(Stored data)
----------
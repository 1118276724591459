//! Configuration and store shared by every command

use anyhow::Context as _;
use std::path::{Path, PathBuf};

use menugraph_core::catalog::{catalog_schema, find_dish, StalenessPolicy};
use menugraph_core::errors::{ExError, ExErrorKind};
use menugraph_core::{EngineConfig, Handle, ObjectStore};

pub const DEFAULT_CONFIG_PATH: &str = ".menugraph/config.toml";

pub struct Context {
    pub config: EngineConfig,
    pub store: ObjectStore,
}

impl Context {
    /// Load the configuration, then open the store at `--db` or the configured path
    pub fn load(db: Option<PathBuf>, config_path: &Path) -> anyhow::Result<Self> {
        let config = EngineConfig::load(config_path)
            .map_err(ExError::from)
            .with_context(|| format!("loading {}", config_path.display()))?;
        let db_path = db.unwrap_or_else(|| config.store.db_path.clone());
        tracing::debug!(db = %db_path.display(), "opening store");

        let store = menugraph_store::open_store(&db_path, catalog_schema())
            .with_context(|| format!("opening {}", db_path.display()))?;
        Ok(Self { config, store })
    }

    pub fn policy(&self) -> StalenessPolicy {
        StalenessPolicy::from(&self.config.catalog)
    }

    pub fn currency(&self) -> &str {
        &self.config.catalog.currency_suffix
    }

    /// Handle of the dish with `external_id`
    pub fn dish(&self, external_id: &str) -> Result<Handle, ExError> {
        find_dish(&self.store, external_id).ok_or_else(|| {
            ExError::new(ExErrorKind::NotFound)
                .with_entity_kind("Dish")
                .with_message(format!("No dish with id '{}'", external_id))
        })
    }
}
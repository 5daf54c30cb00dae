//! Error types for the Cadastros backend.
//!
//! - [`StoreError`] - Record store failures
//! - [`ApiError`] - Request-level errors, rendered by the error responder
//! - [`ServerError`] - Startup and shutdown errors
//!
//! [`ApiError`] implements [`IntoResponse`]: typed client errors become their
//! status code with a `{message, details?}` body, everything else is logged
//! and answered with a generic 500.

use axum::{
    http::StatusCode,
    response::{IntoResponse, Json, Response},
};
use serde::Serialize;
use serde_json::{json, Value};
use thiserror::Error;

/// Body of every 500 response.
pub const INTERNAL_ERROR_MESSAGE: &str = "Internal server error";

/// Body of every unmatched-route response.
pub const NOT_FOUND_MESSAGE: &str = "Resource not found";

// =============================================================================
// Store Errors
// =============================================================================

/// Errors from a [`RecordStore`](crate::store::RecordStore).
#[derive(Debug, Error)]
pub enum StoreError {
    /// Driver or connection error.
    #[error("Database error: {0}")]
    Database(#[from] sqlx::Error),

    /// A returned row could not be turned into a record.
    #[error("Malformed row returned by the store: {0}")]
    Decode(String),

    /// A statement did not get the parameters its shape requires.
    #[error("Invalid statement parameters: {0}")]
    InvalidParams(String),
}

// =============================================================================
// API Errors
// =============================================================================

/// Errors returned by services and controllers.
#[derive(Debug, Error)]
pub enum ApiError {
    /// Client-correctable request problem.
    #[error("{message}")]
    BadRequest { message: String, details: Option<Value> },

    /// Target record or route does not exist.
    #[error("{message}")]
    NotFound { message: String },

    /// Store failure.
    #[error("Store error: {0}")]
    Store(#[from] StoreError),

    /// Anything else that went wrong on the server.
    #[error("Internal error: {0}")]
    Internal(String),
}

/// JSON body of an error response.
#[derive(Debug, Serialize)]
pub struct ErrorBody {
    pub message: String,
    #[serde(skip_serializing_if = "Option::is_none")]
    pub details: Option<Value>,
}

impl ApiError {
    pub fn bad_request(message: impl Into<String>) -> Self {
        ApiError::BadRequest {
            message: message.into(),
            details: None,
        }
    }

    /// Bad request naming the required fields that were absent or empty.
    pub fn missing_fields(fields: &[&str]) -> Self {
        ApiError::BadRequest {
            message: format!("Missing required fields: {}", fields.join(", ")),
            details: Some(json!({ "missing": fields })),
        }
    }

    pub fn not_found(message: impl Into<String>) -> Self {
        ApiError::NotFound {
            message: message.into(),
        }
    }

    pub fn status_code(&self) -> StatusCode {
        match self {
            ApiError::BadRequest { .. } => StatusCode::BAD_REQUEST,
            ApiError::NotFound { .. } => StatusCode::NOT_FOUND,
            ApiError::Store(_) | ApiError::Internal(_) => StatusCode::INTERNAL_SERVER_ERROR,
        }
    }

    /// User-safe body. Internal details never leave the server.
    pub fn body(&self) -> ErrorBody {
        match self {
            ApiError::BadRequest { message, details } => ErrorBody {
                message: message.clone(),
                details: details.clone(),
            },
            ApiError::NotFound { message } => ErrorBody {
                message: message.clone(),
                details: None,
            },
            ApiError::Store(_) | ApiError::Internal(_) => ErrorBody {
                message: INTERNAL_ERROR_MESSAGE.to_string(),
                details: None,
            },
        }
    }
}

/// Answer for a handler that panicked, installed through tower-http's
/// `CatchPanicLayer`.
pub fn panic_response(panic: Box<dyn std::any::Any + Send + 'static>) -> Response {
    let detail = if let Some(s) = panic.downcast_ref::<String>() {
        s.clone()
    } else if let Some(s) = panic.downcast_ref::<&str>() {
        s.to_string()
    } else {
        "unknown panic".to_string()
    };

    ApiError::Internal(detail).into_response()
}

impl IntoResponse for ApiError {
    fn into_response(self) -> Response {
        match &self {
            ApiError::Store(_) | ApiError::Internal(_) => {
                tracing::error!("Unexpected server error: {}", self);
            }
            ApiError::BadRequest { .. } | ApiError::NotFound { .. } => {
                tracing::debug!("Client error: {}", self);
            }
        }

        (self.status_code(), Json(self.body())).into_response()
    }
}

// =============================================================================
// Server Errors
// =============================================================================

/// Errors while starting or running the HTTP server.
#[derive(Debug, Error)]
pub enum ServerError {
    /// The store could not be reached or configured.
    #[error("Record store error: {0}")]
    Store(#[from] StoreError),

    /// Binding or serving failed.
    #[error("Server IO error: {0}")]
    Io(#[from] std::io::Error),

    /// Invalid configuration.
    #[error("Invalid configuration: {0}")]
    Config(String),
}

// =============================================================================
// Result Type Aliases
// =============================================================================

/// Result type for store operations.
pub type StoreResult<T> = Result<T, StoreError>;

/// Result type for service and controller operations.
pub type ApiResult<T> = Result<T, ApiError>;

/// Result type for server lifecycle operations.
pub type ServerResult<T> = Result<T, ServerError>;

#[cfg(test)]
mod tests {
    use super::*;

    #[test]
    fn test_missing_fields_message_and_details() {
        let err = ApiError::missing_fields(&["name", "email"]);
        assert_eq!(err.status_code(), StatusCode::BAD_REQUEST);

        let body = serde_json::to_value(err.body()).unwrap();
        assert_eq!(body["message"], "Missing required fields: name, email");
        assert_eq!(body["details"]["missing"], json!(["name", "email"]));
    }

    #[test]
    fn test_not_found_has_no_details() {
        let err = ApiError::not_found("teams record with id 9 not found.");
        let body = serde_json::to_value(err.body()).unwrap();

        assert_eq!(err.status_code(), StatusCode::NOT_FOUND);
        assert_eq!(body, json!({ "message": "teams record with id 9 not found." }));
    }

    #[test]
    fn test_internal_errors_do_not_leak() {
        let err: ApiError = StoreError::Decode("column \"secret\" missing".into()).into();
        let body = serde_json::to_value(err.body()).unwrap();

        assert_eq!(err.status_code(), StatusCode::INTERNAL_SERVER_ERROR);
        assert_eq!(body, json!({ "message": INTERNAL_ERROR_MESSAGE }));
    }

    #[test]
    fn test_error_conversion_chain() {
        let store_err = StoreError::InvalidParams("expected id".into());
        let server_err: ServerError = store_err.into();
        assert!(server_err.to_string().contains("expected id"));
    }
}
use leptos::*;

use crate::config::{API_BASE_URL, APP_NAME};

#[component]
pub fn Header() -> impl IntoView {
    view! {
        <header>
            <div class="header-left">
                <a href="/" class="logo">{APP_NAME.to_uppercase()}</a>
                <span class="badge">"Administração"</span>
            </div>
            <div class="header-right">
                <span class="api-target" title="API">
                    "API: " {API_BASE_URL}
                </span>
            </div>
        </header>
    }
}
----------
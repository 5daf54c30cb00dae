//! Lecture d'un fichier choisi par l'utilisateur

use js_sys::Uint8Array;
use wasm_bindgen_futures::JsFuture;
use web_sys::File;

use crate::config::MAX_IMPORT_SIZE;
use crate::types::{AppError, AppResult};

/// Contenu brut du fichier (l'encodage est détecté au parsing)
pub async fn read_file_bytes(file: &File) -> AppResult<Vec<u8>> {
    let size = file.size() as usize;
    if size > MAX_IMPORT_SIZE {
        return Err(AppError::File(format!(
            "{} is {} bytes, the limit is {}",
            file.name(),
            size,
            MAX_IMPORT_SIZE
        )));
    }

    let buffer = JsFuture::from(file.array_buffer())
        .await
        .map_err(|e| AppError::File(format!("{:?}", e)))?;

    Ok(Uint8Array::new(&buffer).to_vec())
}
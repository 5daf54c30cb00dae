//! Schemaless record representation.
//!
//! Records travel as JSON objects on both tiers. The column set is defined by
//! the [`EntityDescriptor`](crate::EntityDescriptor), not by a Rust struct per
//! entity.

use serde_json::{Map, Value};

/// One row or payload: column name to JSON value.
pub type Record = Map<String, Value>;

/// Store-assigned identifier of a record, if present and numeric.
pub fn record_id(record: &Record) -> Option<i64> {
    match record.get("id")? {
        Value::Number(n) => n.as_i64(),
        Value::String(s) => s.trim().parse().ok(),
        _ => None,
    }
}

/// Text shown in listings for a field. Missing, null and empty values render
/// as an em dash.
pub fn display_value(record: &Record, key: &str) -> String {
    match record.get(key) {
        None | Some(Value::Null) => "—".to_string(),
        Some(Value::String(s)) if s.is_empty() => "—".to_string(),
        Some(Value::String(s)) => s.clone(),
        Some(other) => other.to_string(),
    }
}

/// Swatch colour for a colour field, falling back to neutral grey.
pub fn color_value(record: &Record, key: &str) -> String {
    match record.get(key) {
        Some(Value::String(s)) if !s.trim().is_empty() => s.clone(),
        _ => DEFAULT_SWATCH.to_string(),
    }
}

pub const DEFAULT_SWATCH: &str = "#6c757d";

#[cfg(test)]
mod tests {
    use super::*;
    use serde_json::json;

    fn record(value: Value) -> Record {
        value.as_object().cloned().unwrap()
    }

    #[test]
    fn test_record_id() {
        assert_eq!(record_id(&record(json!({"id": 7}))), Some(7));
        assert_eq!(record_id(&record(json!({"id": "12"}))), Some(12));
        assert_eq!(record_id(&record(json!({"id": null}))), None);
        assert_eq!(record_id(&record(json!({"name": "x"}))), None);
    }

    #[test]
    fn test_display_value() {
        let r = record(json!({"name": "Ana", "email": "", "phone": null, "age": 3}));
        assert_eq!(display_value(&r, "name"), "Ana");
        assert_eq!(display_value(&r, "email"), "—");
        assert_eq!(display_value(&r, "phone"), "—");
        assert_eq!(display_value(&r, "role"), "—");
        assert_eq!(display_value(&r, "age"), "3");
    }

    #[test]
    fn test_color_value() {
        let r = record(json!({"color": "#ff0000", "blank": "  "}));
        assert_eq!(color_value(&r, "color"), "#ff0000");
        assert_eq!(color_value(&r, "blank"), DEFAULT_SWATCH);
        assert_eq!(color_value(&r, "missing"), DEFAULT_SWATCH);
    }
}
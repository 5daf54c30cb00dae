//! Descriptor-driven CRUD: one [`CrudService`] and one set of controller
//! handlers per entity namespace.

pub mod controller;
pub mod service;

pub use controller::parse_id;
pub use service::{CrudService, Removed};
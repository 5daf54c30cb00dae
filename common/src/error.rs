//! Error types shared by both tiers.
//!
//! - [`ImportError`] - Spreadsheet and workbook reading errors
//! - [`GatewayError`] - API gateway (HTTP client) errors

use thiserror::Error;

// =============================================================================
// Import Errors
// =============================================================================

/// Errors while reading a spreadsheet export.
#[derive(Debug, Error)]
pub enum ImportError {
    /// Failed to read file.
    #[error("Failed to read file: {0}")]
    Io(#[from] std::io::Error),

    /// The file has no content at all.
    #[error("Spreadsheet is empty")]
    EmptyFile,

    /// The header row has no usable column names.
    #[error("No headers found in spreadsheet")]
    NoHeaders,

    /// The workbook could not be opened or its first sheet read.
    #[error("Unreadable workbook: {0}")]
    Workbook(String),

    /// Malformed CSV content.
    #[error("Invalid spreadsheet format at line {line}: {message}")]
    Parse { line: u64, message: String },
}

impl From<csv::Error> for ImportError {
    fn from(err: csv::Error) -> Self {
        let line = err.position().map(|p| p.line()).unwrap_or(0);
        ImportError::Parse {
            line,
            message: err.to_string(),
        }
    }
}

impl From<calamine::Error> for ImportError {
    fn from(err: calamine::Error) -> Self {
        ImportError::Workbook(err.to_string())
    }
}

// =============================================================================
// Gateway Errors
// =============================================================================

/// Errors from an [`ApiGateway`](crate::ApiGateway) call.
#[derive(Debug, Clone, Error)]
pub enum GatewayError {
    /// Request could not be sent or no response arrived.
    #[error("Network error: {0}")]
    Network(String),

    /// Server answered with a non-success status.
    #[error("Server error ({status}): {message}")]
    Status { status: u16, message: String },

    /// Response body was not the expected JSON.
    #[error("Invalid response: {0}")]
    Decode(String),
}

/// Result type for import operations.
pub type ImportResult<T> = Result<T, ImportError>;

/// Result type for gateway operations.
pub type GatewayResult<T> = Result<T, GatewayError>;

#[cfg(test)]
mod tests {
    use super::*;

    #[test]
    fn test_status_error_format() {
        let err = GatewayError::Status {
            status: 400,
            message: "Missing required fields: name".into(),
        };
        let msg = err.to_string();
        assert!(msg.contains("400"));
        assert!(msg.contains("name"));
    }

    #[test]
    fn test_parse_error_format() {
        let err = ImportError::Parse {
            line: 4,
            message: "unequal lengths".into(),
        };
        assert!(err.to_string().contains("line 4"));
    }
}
----------
WHAT YOU HAVE TO DO: Look through the records and copy down every line that holds "reading".

EXERCISE OUTPUT:
//! - [`ImportError`] - Spreadsheet and workbook reading errors
/// Errors while reading a spreadsheet export.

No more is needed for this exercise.